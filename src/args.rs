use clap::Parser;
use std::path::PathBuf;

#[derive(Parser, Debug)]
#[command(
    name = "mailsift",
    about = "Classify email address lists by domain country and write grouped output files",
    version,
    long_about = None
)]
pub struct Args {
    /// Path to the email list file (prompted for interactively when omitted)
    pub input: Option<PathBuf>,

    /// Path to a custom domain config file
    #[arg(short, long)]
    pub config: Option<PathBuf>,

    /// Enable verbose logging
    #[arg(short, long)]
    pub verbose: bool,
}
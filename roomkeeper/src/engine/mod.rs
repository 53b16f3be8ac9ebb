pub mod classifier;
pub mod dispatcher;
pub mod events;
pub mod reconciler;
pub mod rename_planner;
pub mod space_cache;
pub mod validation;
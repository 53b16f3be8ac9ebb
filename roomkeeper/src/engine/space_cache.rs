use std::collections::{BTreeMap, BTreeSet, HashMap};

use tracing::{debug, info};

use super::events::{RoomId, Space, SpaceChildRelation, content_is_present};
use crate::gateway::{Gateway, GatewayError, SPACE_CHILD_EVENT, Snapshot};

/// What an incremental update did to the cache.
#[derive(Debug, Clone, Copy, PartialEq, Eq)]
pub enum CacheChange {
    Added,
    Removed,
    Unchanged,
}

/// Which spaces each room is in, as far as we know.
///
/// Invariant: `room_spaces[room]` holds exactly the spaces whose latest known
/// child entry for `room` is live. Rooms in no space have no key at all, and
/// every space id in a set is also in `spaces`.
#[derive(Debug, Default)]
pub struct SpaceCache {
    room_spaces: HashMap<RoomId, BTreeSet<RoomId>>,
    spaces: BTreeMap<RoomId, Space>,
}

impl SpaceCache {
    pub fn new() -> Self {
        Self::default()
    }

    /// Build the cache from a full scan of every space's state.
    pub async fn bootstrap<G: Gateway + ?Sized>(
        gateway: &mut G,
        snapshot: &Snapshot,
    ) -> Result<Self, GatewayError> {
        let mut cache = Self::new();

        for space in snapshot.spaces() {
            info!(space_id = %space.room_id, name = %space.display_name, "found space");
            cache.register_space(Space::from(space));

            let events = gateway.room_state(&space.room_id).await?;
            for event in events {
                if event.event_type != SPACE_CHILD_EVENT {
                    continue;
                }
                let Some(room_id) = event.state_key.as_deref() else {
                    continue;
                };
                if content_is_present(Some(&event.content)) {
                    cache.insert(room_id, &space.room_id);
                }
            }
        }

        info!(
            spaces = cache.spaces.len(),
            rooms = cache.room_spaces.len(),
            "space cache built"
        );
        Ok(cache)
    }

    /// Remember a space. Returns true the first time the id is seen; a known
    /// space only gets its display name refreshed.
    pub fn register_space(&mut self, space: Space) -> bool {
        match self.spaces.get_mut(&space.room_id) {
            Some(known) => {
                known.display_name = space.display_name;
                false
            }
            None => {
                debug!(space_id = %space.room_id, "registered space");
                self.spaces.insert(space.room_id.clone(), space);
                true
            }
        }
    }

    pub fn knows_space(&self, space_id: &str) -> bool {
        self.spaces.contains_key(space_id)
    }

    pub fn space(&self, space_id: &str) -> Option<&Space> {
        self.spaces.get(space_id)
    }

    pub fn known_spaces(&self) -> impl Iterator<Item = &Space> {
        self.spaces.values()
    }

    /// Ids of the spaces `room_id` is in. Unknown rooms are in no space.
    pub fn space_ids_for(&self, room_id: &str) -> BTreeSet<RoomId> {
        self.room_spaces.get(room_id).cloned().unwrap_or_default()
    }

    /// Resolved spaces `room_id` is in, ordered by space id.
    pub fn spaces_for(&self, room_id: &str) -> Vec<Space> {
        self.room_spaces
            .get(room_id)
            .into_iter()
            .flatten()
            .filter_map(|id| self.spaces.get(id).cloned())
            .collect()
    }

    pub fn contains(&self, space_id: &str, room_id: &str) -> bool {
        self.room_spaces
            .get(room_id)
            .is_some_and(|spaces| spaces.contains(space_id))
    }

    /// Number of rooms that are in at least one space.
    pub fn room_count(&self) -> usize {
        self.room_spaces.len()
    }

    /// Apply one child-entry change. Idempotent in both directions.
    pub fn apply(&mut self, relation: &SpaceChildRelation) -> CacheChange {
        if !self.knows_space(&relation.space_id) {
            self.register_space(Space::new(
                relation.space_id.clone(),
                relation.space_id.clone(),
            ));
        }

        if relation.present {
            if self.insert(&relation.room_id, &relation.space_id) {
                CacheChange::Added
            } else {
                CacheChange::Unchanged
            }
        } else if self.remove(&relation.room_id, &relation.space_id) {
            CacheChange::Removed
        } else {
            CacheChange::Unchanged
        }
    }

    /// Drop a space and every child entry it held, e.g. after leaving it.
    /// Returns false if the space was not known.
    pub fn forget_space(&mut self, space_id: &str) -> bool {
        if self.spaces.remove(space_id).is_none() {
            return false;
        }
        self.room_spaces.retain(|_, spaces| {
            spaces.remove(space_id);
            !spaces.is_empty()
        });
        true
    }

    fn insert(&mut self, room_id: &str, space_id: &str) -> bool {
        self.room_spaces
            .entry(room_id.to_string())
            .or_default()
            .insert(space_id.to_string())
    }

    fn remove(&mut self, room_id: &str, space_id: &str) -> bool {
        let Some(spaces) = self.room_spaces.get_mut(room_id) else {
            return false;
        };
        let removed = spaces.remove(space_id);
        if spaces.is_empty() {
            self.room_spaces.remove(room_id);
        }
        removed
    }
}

> [WHAT THIS TASK INVOLVES]: Please quote every record above exactly as it appears.

> [ANSWER BOX]:
filename src/args.rs
use clap::Parser;
use std::path::PathBuf;

#[derive(Parser, Debug)]
#[command(
    name = "mailsift",
    about = "Classify email address lists by domain country and write grouped output files",
    version,
    long_about = None
)]
pub struct Args {
    /// Path to the email list file (prompted for interactively when omitted)
    pub input: Option<PathBuf>,

    /// Path to a custom domain config file
    #[arg(short, long)]
    pub config: Option<PathBuf>,

    /// Enable verbose logging
    #[arg(short, long)]
    pub verbose: bool,
}
filename roomkeeper/src/engine/mod.rs
repository 53b16f3be8ac9ebb
pub mod classifier;
pub mod dispatcher;
pub mod events;
pub mod reconciler;
pub mod rename_planner;
pub mod space_cache;
pub mod validation;
repository 53b16f3be8ac9ebb
filename roomkeeper/src/engine/space_cache.rs
use std::collections::{BTreeMap, BTreeSet, HashMap};

use tracing::{debug, info};

use super::events::{RoomId, Space, SpaceChildRelation, content_is_present};
use crate::gateway::{Gateway, GatewayError, SPACE_CHILD_EVENT, Snapshot};

/// What an incremental update did to the cache.
#[derive(Debug, Clone, Copy, PartialEq, Eq)]
pub enum CacheChange {
    Added,
    Removed,
    Unchanged,
}

/// Which spaces each room is in, as far as we know.
///
/// Invariant: `room_spaces[room]` holds exactly the spaces whose latest known
/// child entry for `room` is live. Rooms in no space have no key at all, and
/// every space id in a set is also in `spaces`.
#[derive(Debug, Default)]
pub struct SpaceCache {
    room_spaces: HashMap<RoomId, BTreeSet<RoomId>>,
    spaces: BTreeMap<RoomId, Space>,
}

impl SpaceCache {
    pub fn new() -> Self {
        Self::default()
    }

    /// Build the cache from a full scan of every space's state.
    pub async fn bootstrap<G: Gateway + ?Sized>(
        gateway: &mut G,
        snapshot: &Snapshot,
    ) -> Result<Self, GatewayError> {
        let mut cache = Self::new();

        for space in snapshot.spaces() {
            info!(space_id = %space.room_id, name = %space.display_name, "found space");
            cache.register_space(Space::from(space));

            let events = gateway.room_state(&space.room_id).await?;
            for event in events {
                if event.event_type != SPACE_CHILD_EVENT {
                    continue;
                }
                let Some(room_id) = event.state_key.as_deref() else {
                    continue;
                };
                if content_is_present(Some(&event.content)) {
                    cache.insert(room_id, &space.room_id);
                }
            }
        }

        info!(
            spaces = cache.spaces.len(),
            rooms = cache.room_spaces.len(),
            "space cache built"
        );
        Ok(cache)
    }

    /// Remember a space. Returns true the first time the id is seen; a known
    /// space only gets its display name refreshed.
    pub fn register_space(&mut self, space: Space) -> bool {
        match self.spaces.get_mut(&space.room_id) {
            Some(known) => {
                known.display_name = space.display_name;
                false
            }
            None => {
                debug!(space_id = %space.room_id, "registered space");
                self.spaces.insert(space.room_id.clone(), space);
                true
            }
        }
    }

    pub fn knows_space(&self, space_id: &str) -> bool {
        self.spaces.contains_key(space_id)
    }

    pub fn space(&self, space_id: &str) -> Option<&Space> {
        self.spaces.get(space_id)
    }

    pub fn known_spaces(&self) -> impl Iterator<Item = &Space> {
        self.spaces.values()
    }

    /// Ids of the spaces `room_id` is in. Unknown rooms are in no space.
    pub fn space_ids_for(&self, room_id: &str) -> BTreeSet<RoomId> {
        self.room_spaces.get(room_id).cloned().unwrap_or_default()
    }

    /// Resolved spaces `room_id` is in, ordered by space id.
    pub fn spaces_for(&self, room_id: &str) -> Vec<Space> {
        self.room_spaces
            .get(room_id)
            .into_iter()
            .flatten()
            .filter_map(|id| self.spaces.get(id).cloned())
            .collect()
    }

    pub fn contains(&self, space_id: &str, room_id: &str) -> bool {
        self.room_spaces
            .get(room_id)
            .is_some_and(|spaces| spaces.contains(space_id))
    }

    /// Number of rooms that are in at least one space.
    pub fn room_count(&self) -> usize {
        self.room_spaces.len()
    }

    /// Apply one child-entry change. Idempotent in both directions.
    pub fn apply(&mut self, relation: &SpaceChildRelation) -> CacheChange {
        if !self.knows_space(&relation.space_id) {
            self.register_space(Space::new(
                relation.space_id.clone(),
                relation.space_id.clone(),
            ));
        }

        if relation.present {
            if self.insert(&relation.room_id, &relation.space_id) {
                CacheChange::Added
            } else {
                CacheChange::Unchanged
            }
        } else if self.remove(&relation.room_id, &relation.space_id) {
            CacheChange::Removed
        } else {
            CacheChange::Unchanged
        }
    }

    /// Drop a space and every child entry it held, e.g. after leaving it.
    /// Returns false if the space was not known.
    pub fn forget_space(&mut self, space_id: &str) -> bool {
        if self.spaces.remove(space_id).is_none() {
            return false;
        }
        self.room_spaces.retain(|_, spaces| {
            spaces.remove(space_id);
            !spaces.is_empty()
        });
        true
    }

    fn insert(&mut self, room_id: &str, space_id: &str) -> bool {
        self.room_spaces
            .entry(room_id.to_string())
            .or_default()
            .insert(space_id.to_string())
    }

    fn remove(&mut self, room_id: &str, space_id: &str) -> bool {
        let Some(spaces) = self.room_spaces.get_mut(room_id) else {
            return false;
        };
        let removed = spaces.remove(space_id);
        if spaces.is_empty() {
            self.room_spaces.remove(room_id);
        }
        removed
    }
}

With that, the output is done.